How to Reduce the Height of the WordPress Header

While elegantly designed, the height of the WordPress default header strikes many people as too tall. Here I describe the steps I took to reduce mine. If you are using a different theme, you will not be able to follow these exact steps, but the process will be very similar.

There are four things that you need to do:

  1. Edit your header image to be shorter.
  2. Reduce the size of your blog title.
  3. Reduce the padding of the title.
  4. Reduce the padding of the default header image.

The header of a WordPress blog consists of a background image, and then the blog title text drawn on top of the image. WordPress also draws a rectangle that can serve as the header background if it can’t download the header image for some reason. Normally, the image is downloaded to the browser okay, and then covers up the rectangle, but we need to tell WordPress to draw a shorter rectangle to match the new size of the image. The style specifications for these three elements are scattered around the functions.php and style.css files.

First, the header of this blog used to look like this (click to enlarge):

Header

The first thing that I did was to use MS-Paint to reduce the size of the header image, kubrickheader.jpg, from 200 pixels tall to 100 pixels tall.

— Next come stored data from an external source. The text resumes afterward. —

use std::sync::Arc;
use parking_lot::Mutex;

/// Pool of reusable byte buffers for per-search scratch allocations
/// (`bestSegments`, the LCS/word-hit cache). Modeled on the reference
/// engine's buffer-pool concept, but redesigned (see REDESIGN FLAGS) as a
/// safe, heap-backed `Vec<u8>` store behind a mutex instead of raw
/// `alloc`/`dealloc` pointers behind atomics: identical pooling/reuse
/// behavior, no `unsafe`.
pub struct ScratchArena {
    inner: Mutex<Vec<Vec<u8>>>,
}

impl ScratchArena {
    pub fn new() -> Self {
        ScratchArena { inner: Mutex::new(Vec::new()) }
    }

    /// Checks out a zeroed buffer of at least `size` bytes, reusing a
    /// pooled one if available. Released back to the pool when the
    /// returned guard drops, on every exit path of the borrowing call.
    pub fn checkout(self: &Arc<Self>, size: usize) -> ScratchBuffer {
        let mut buf = {
            let mut pool = self.inner.lock();
            pool.pop().unwrap_or_default()
        };
        buf.clear();
        buf.resize(size, 0);
        ScratchBuffer { buf: Some(buf), arena: Arc::clone(self) }
    }
}

impl Default for ScratchArena {
    fn default() -> Self {
        Self::new()
    }
}

/// An arena-owned buffer, returned to its pool on drop regardless of
/// whether the borrowing search call returned normally, early, or via a
/// propagated error.
pub struct ScratchBuffer {
    buf: Option<Vec<u8>>,
    arena: Arc<ScratchArena>,
}

impl ScratchBuffer {
    pub fn as_slice(&self) -> &[u8] {
        self.buf.as_deref().unwrap_or(&[])
    }

    pub fn as_mut_slice(&mut self) -> &mut [u8] {
        self.buf.as_deref_mut().unwrap_or(&mut [])
    }
}

impl Drop for ScratchBuffer {
    fn drop(&mut self) {
        if let Some(buf) = self.buf.take() {
            self.arena.inner.lock().push(buf);
        }
    }
}

#[cfg(test)]
mod tests {
    use super::*;

    #[test]
    fn checked_out_buffers_are_zeroed_and_sized() {
        let arena = Arc::new(ScratchArena::new());
        let mut buf = arena.checkout(16);
        assert_eq!(buf.as_slice().len(), 16);
        assert!(buf.as_slice().iter().all(|&b| b == 0));
        buf.as_mut_slice()[0] = 42;
    }

    #[test]
    fn dropped_buffers_are_returned_to_the_pool() {
        let arena = Arc::new(ScratchArena::new());
        {
            let _buf = arena.checkout(64);
        }
        assert_eq!(arena.inner.lock().len(), 1);
        let buf2 = arena.checkout(8);
        assert_eq!(arena.inner.lock().len(), 0);
        drop(buf2);
        assert_eq!(arena.inner.lock().len(), 1);
    }
}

With the shorter image, the blog title text made things looked crowded, so I reduced its font size from 4em to 3em. This is done in the style.css file:

Header-1

With a shorter image, I needed the title to print further up the page so that it would be centered in the image. To do that, I reduced the padding from 70px to 30px:

Header-2

To tell WordPress to draw a shorter default rectangle-header, I went into functions.php, scrolled down to the the style tag and found the HTML elements that related to the header height. I then cut them in half to match the size of my new header image:

Header-3

In that same section, I also reduced padding-top to 30px.

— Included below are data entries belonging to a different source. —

use std::collections::BTreeMap;
use std::net::SocketAddr;
use std::sync::Arc;

use tokio::sync::broadcast::error::{RecvError, TryRecvError};
use tokio::sync::oneshot;
use tracing::{debug, info, warn};

use common_mm::events::{BusEvent, EventBus};
use common_mm::metrics;
use common_mm::session::{NotifyMessage, NotifySink, SessionRegistry};
use common_mm::shutdown;
use common_mm::ticket::Player;

pub type BoxError = common_mm::BoxError;

const DEFAULT_METRICS_ADDR: &str = "127.0.0.1:3200";

pub const METRICS_PATH: &str = "/metrics";

#[derive(Debug, Clone, serde::Deserialize, serde::Serialize)]
pub struct NotifierSettings {
    pub metrics_addr: SocketAddr,
}

impl NotifierSettings {
    pub fn from_env() -> Result<Self, BoxError> {
        let metrics_addr = std::env::var("NOTIFIER_METRICS_ADDR")
            .unwrap_or_else(|_| DEFAULT_METRICS_ADDR.to_string());
        let metrics_addr = metrics_addr
            .parse()
            .map_err(|err| Box::new(err) as BoxError)?;
        Ok(Self { metrics_addr })
    }
}

impl Default for NotifierSettings {
    fn default() -> Self {
        Self {
            metrics_addr: DEFAULT_METRICS_ADDR
                .parse()
                .expect("default notifier metrics addr"),
        }
    }
}

pub struct NotifierConfig {
    pub metrics_addr: SocketAddr,
    pub bus: EventBus,
    pub sessions: Arc<SessionRegistry>,
    pub sink: Arc<dyn NotifySink>,
    pub ready_tx: Option<oneshot::Sender<()>>,
}

impl NotifierConfig {
    pub fn from_settings(
        settings: NotifierSettings,
        bus: EventBus,
        sessions: Arc<SessionRegistry>,
        sink: Arc<dyn NotifySink>,
    ) -> Self {
        Self {
            metrics_addr: settings.metrics_addr,
            bus,
            sessions,
            sink,
            ready_tx: None,
        }
    }
}

pub async fn run_with_ctrl_c(config: NotifierConfig) -> Result<(), BoxError> {
    let (shutdown_tx, shutdown_rx) = shutdown::channel();

    let ctrl_c = tokio::spawn(async move {
        if let Err(err) = tokio::signal::ctrl_c().await {
            tracing::error!(%err, "notifier: could not listen for ctrl_c");
        }
        shutdown::trigger(&shutdown_tx);
    });

    let result = run(config, shutdown_rx).await;

    ctrl_c.abort();
    result
}

/// Consume `match_found` and translate each event into per-player socket
/// deliveries. On shutdown, already-published events are drained before the
/// task exits.
pub async fn run(
    config: NotifierConfig,
    shutdown_rx: shutdown::ShutdownReceiver,
) -> Result<(), BoxError> {
    metrics::notifier_metrics().on_startup();
    let _metrics_task =
        metrics::spawn_metrics_exporter(config.metrics_addr, METRICS_PATH, "notifier");

    let mut events = config.bus.subscribe_match_found();
    if let Some(tx) = config.ready_tx {
        let _ = tx.send(());
    }
    info!("notifier: listening for match_found events");

    let mut shutdown_wait = Box::pin(shutdown::wait(shutdown_rx));
    loop {
        tokio::select! {
            _ = &mut shutdown_wait => break,
            received = events.recv() => match received {
                Ok(event) => {
                    fan_out(&event, &config.sessions, config.sink.as_ref()).await;
                }
                Err(RecvError::Lagged(skipped)) => {
                    warn!(skipped, "notifier lagged behind the bus");
                }
                Err(RecvError::Closed) => break,
            },
        }
    }

    // Drain whatever was published before the shutdown signal.
    loop {
        match events.try_recv() {
            Ok(event) => {
                fan_out(&event, &config.sessions, config.sink.as_ref()).await;
            }
            Err(TryRecvError::Lagged(skipped)) => {
                warn!(skipped, "notifier lagged behind the bus");
            }
            Err(_) => break,
        }
    }

    info!("notifier: stopped");
    Ok(())
}

/// Deliver one `match_found` event. Players without a live session are
/// skipped silently; no retry state is kept. Returns (sent, dropped).
pub async fn fan_out(
    event: &BusEvent,
    sessions: &SessionRegistry,
    sink: &dyn NotifySink,
) -> (usize, usize) {
    let BusEvent::MatchFound {
        match_id,
        region,
        teams,
        ..
    } = event
    else {
        return (0, 0);
    };

    let mut sent = 0;
    let mut dropped = 0;
    for player in roster(teams) {
        let Some(session_id) = sessions.resolve(&player.player_name).await else {
            debug!(player = %player.player_name, %match_id, "player offline, notification dropped");
            metrics::notifier_metrics().inc_dropped();
            dropped += 1;
            continue;
        };

        let message = NotifyMessage {
            message: format!("Match {match_id} is ready!"),
            match_id: match_id.clone(),
            region: region.clone(),
            teams: teams.clone(),
        };
        if sink.send_notify(&session_id, message).await {
            metrics::notifier_metrics().inc_sent();
            sent += 1;
        } else {
            debug!(player = %player.player_name, %match_id, "session vanished mid-delivery");
            metrics::notifier_metrics().inc_dropped();
            dropped += 1;
        }
    }

    debug!(%match_id, sent, dropped, "match notifications dispatched");
    (sent, dropped)
}

fn roster(teams: &BTreeMap<String, Vec<Player>>) -> impl Iterator<Item = &Player> {
    teams.values().flatten()
}

#[cfg(test)]
mod tests {
    use super::*;
    use async_trait::async_trait;
    use tokio::sync::Mutex;

    #[derive(Default)]
    struct RecordingSink {
        deliveries: Mutex<Vec<(String, NotifyMessage)>>,
    }

    #[async_trait]
    impl NotifySink for RecordingSink {
        async fn send_notify(&self, session_id: &str, message: NotifyMessage) -> bool {
            let mut deliveries = self.deliveries.lock().await;
            deliveries.push((session_id.to_string(), message));
            true
        }
    }

    fn player(name: &str) -> Player {
        Player {
            player_name: name.to_string(),
            skill: 100,
            region_preference: vec![],
        }
    }

    fn match_event() -> BusEvent {
        BusEvent::MatchFound {
            match_id: "m-1".to_string(),
            game_mode: "ranked_2v2".to_string(),
            region: "us-east".to_string(),
            teams: BTreeMap::from([
                ("team_1".to_string(), vec![player("ana"), player("bob")]),
                ("team_2".to_string(), vec![player("cid"), player("dee")]),
            ]),
            timestamp: 100,
            ticket_ids: vec!["t-1".to_string()],
        }
    }

    #[tokio::test]
    async fn delivers_to_online_players_and_drops_offline() {
        let sessions = SessionRegistry::default();
        sessions.register("ana", "sid-ana").await;
        sessions.register("bob", "sid-bob").await;
        sessions.register("cid", "sid-cid").await;
        // "dee" is offline.

        let sink = RecordingSink::default();
        let (sent, dropped) = fan_out(&match_event(), &sessions, &sink).await;

        assert_eq!(sent, 3);
        assert_eq!(dropped, 1);

        let deliveries = sink.deliveries.lock().await;
        let sids: Vec<&str> = deliveries.iter().map(|(sid, _)| sid.as_str()).collect();
        assert_eq!(sids, vec!["sid-ana", "sid-bob", "sid-cid"]);
        for (_, message) in deliveries.iter() {
            assert_eq!(message.message, "Match m-1 is ready!");
            assert_eq!(message.region, "us-east");
        }
    }

    #[tokio::test]
    async fn replay_produces_the_same_payload_set() {
        let sessions = SessionRegistry::default();
        sessions.register("ana", "sid-ana").await;
        sessions.register("bob", "sid-bob").await;
        sessions.register("cid", "sid-cid").await;
        sessions.register("dee", "sid-dee").await;

        let sink = RecordingSink::default();
        let event = match_event();
        fan_out(&event, &sessions, &sink).await;
        fan_out(&event, &sessions, &sink).await;

        let deliveries = sink.deliveries.lock().await;
        assert_eq!(deliveries.len(), 8);
        let (first, second) = deliveries.split_at(4);
        assert_eq!(first, second);
    }

    #[tokio::test]
    async fn non_match_events_are_ignored() {
        let sessions = SessionRegistry::default();
        let sink = RecordingSink::default();

        let event = BusEvent::pool_updated("ranked_2v2", Some("enqueued"), 1);
        let (sent, dropped) = fan_out(&event, &sessions, &sink).await;
        assert_eq!((sent, dropped), (0, 0));
        assert!(sink.deliveries.lock().await.is_empty());
    }

    #[tokio::test]
    async fn end_to_end_from_bus_to_sink() {
        let bus = EventBus::default();
        let sessions = Arc::new(SessionRegistry::default());
        sessions.register("ana", "sid-ana").await;
        let sink = Arc::new(RecordingSink::default());

        let (ready_tx, ready_rx) = oneshot::channel();
        let config = NotifierConfig {
            metrics_addr: "127.0.0.1:0".parse().unwrap(),
            bus: bus.clone(),
            sessions: Arc::clone(&sessions),
            sink: Arc::clone(&sink) as Arc<dyn NotifySink>,
            ready_tx: Some(ready_tx),
        };

        let (shutdown_tx, shutdown_rx) = shutdown::channel();
        let task = tokio::spawn(run(config, shutdown_rx));
        ready_rx.await.expect("notifier ready");

        bus.publish_match_found(match_event());

        tokio::time::timeout(std::time::Duration::from_secs(2), async {
            loop {
                if !sink.deliveries.lock().await.is_empty() {
                    break;
                }
                tokio::time::sleep(std::time::Duration::from_millis(10)).await;
            }
        })
        .await
        .expect("delivery should arrive");

        shutdown::trigger(&shutdown_tx);
        task.await.expect("join").expect("clean exit");

        let deliveries = sink.deliveries.lock().await;
        assert_eq!(deliveries.len(), 1);
        assert_eq!(deliveries[0].0, "sid-ana");
    }
}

Next, in style.css, I cut the headerimg height value in half to 96:

Header-4

Further down in style.css, there are two more height elements that I also cut in half:

Header-5

And finally, I reduced the font-size and padding-top values of “headerimg h1” to 3em and 30px:

Note: Header-6.jpg was lost when I copied this post over from the old Consulting site. But we aren’t going to publish this anyway.

If you have more than one style sheet, you will need to modify those too.

To see if the default rectangle is drawing correctly, rename your header image so that the browser won’t download it, and then force-refresh the page. In place of your header image, you should see a plain rectangle under your blog title.